Aku sendiri pernah menyaksikan kehebatan sebuah bangsa. Ceritanya aku ikut workshop buku fotografi di lembaga budaya negara tersebut. Aku melihat dan meraba sendiri seperti apa kehebatan dan kemajuan mereka dalam menciptakan produk. Benar-benar sampai membuat kami para peserta minder, bahkan aku sendiri pesimistik sampai membatin begini: "Entah apa yang harus kami lakukan untuk mengejar ketertinggalan itu."
Jadi bagi bangsa Indonesia, rajin dan tabah saja masih kurang. Belum ada nilai tambahnya. Masih dari senior tadi, dia menambahkan, bangsa lain itu punya budaya on-time yang hebat. "Bahkan di tempat hiburan pertunjukan anak, orang Barat sangat menghargai waktu. Aku pernah hanya telat sekitar 10 menit ke tempat pertunjukan, namun waktu negosiasi dengan petugas sambil menunjukkan tiket, mereka bilang pertunjukan sudah mulai dan bila aku masuk akan mengganggu konsentrasi orang yang sedang menonton. They are very punctual person." Padahal soal jadi "punctual person" sebenarnya kita pun sudah dilatih, misal dari jadwal ibadah dan deadline. Tapi entah kenapa rasanya masih belum berpengaruh besar pada hidup kita.
Apa ini soal skala kemassifan? Secara individu ada banyak di antara kita yang etosnya sangat rajin, bekerja keras, tepat waktu, dan profesional. Tapi karena jumlahnya masih minoritas dibandingkan bangsa Indonesia secara keseluruhan, kebiasaan baik itu masih gagal menciptakan budaya massa yang mampu mengalahkan secara telak kebiasaan buruk sebuah bangsa. Akibatnya, kita bangsa Indonesia masih begini-begini saja. Kekurangan, cacat, dan pelanggarannya masih terlalu banyak dibandingkan upaya memperbaikinya.

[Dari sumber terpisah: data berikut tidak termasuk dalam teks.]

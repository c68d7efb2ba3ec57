use std::time::Instant;

use crate::config::RevealSettings;

use super::labels::LabelSet;
use super::params::{ShaderParams, TextureSlot};
use super::tween::{Stagger, Tween, TweenStep};

/// Outcome of sampling the reveal timeline.
#[derive(Debug, Clone, Copy, PartialEq, Eq)]
pub enum RevealStep {
    Running,
    /// The progress ramp landed on this sample; label words may still be
    /// rising.
    Settled,
}

/// One-shot first-paint timeline: label words rise in while `progress` ramps
/// from blank to image 0.
#[derive(Debug)]
pub struct Reveal {
    words: Option<Stagger>,
    words_done: bool,
    progress: Tween,
}

impl Reveal {
    /// Stages the timeline and binds blank → image 0.
    pub fn begin(
        settings: &RevealSettings,
        labels: &mut LabelSet,
        params: &mut ShaderParams,
        now: Instant,
    ) -> Self {
        let count = labels.word_count(0);
        labels.unhide(0);
        let words = (count > 0).then(|| {
            Stagger::new(
                count,
                1.0,
                0.0,
                settings.label_duration,
                settings.label_stagger,
                settings.label_easing,
                now,
            )
        });
        let progress = Tween::new(
            0.0,
            1.0,
            settings.progress_duration,
            settings.progress_easing,
            now,
        )
        .with_delay(settings.progress_delay);

        params.bind(TextureSlot::Blank, TextureSlot::Image(0));
        params.reset_progress(0.0);
        params.reveal_active = true;
        tracing::info!(words = count, "reveal_start");
        Self {
            words,
            words_done: false,
            progress,
        }
    }

    pub fn sample(
        &mut self,
        now: Instant,
        labels: &mut LabelSet,
        params: &mut ShaderParams,
    ) -> RevealStep {
        if let Some(words) = self.words.as_mut() {
            let (offsets, done) = words.poll(now);
            labels.set_offsets(0, &offsets);
            self.words_done = done;
        }
        match self.progress.poll(now) {
            TweenStep::Running(value) => {
                params.raise_progress(value);
                RevealStep::Running
            }
            TweenStep::Settled(value) | TweenStep::Finished(value) => {
                params.raise_progress(value);
                RevealStep::Settled
            }
        }
    }

    /// Commits a settled reveal. Returns the label rise when its words have
    /// not all landed yet; the caption keeps its current offsets.
    pub fn complete(self, labels: &mut LabelSet, params: &mut ShaderParams) -> Option<Stagger> {
        let rise = self.words.filter(|_| !self.words_done);
        let offsets = labels.get(0).map(|label| label.offsets.clone());
        Self::finish(labels, params);
        if let (Some(_), Some(offsets)) = (rise.as_ref(), offsets) {
            labels.set_offsets(0, &offsets);
        }
        rise
    }

    /// Leaves image 0 bound to both slots with the label in place.
    pub fn finish(labels: &mut LabelSet, params: &mut ShaderParams) {
        params.bind(TextureSlot::Image(0), TextureSlot::Image(0));
        params.reset_progress(0.0);
        params.reveal_active = false;
        labels.show_only(0);
        tracing::info!("reveal_complete");
    }
}

#[cfg(test)]
mod tests {
    use std::time::Duration;

    use super::*;
    use crate::carousel::tween::Easing;

    fn settings() -> RevealSettings {
        RevealSettings {
            enabled: true,
            label_duration: Duration::from_millis(300),
            label_stagger: Duration::from_millis(20),
            label_easing: Easing::Linear,
            progress_delay: Duration::from_millis(20),
            progress_duration: Duration::from_millis(200),
            progress_easing: Easing::ExpoInOut,
        }
    }

    #[test]
    fn reveal_settles_with_the_progress_ramp() {
        let start = Instant::now();
        let mut labels = LabelSet::new(&["a b c".to_owned(), "d".to_owned()]);
        let mut params = ShaderParams::default();
        let mut reveal = Reveal::begin(&settings(), &mut labels, &mut params, start);
        assert_eq!(params.texture_a, TextureSlot::Blank);
        assert_eq!(params.texture_b, TextureSlot::Image(0));
        assert!(params.reveal_active);
        assert!(labels.get(0).unwrap().visible);

        assert_eq!(
            reveal.sample(start + Duration::from_millis(10), &mut labels, &mut params),
            RevealStep::Running
        );
        assert_eq!(params.progress, 0.0);

        // progress is done at 220ms, the third word only at 340ms
        assert_eq!(
            reveal.sample(start + Duration::from_millis(250), &mut labels, &mut params),
            RevealStep::Settled
        );
        assert_eq!(params.progress, 1.0);
        let rising = labels.get(0).unwrap().offsets.clone();
        assert!(rising[2] > 0.0);

        let mut rise = reveal.complete(&mut labels, &mut params).unwrap();
        assert_eq!(params.texture_a, TextureSlot::Image(0));
        assert_eq!(params.texture_b, TextureSlot::Image(0));
        assert_eq!(params.progress, 0.0);
        assert!(!params.reveal_active);
        assert_eq!(labels.get(0).unwrap().offsets, rising);
        assert_eq!(labels.visible().count(), 1);

        let (offsets, done) = rise.poll(start + Duration::from_millis(340));
        assert!(done);
        assert_eq!(offsets, vec![0.0, 0.0, 0.0]);
    }

    #[test]
    fn landed_words_need_no_rise() {
        let start = Instant::now();
        let mut labels = LabelSet::new(&["a".to_owned()]);
        let mut params = ShaderParams::default();
        let slow_progress = RevealSettings {
            progress_duration: Duration::from_millis(500),
            ..settings()
        };
        let mut reveal = Reveal::begin(&slow_progress, &mut labels, &mut params, start);
        assert_eq!(
            reveal.sample(start + Duration::from_millis(600), &mut labels, &mut params),
            RevealStep::Settled
        );
        assert!(reveal.complete(&mut labels, &mut params).is_none());
        assert_eq!(labels.get(0).unwrap().offsets, vec![0.0]);
    }

    #[test]
    fn reveal_without_labels_follows_progress() {
        let start = Instant::now();
        let mut labels = LabelSet::default();
        let mut params = ShaderParams::default();
        let mut reveal = Reveal::begin(&settings(), &mut labels, &mut params, start);
        assert_eq!(
            reveal.sample(start + Duration::from_millis(220), &mut labels, &mut params),
            RevealStep::Settled
        );
    }
}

Contoh pengalamanku sendiri. Meski jadwal berangkat persis pukul 04.00, sering mobil travel baru berangkat lima belas menit atau bahkan setengah jam kemudian. Kenapa? Menunggu penumpang yang ketinggalan. Lebih parah lagi, beberapa kali kejadian mobil ternyata belum ada di lokasi. Akibatnya para penumpang jelas terlambat sampai di tujuan. Kawanku yang rutin naik KRL juga begitu. Gangguannya ada-ada saja. Entah jalur rusak, mati listrik, ubah jadwal seenaknya, atau antre giliran. Akibatnya, penumpang terlambat dan terlantar. Padahal mereka sudah berangkat jauh lebih pagi dan mengantisipasi kejadian buruk.
Seorang instruktur Barat pernah menyebutkan kunci kemajuan bangsanya: "Ini bukan untuk merasa jadi arogan. Barangkali pengalaman bicara. Kami belajar. Kami menemukan dan mencari." Aku memperhatikan, bagian paling sulit dari pencapaian itu antara lain soal penghargaan (apa pun bentuknya, berupa apresiasi maupun uang), upaya mencapai kesempurnaan (inovasi), juga eksplorasi dan suasana kompetisi.
Ada komentar, kawan-kawan? Apa yang harus kita lakukan untuk mengejar ketertinggalan itu? Apa ini soal karakter bangsa atau benar-benar soal sikap? Kasih tahu aku, biar kita tetap optimistik.[]
Tanah Abang, 03/29/2011
2 comments:
kalau saya sih melihatnya karena takut kehilangan pekerjaan atau nafkah.. hehe
:d makasih atas komentar kamu ya. aku sendiri enggak tahu mana yang benar-benar dominan jadi ciri khas bangsa kita, tapi mungkin kita bisa menonjolkan kekuatan kita sebagai bangsa yang baik.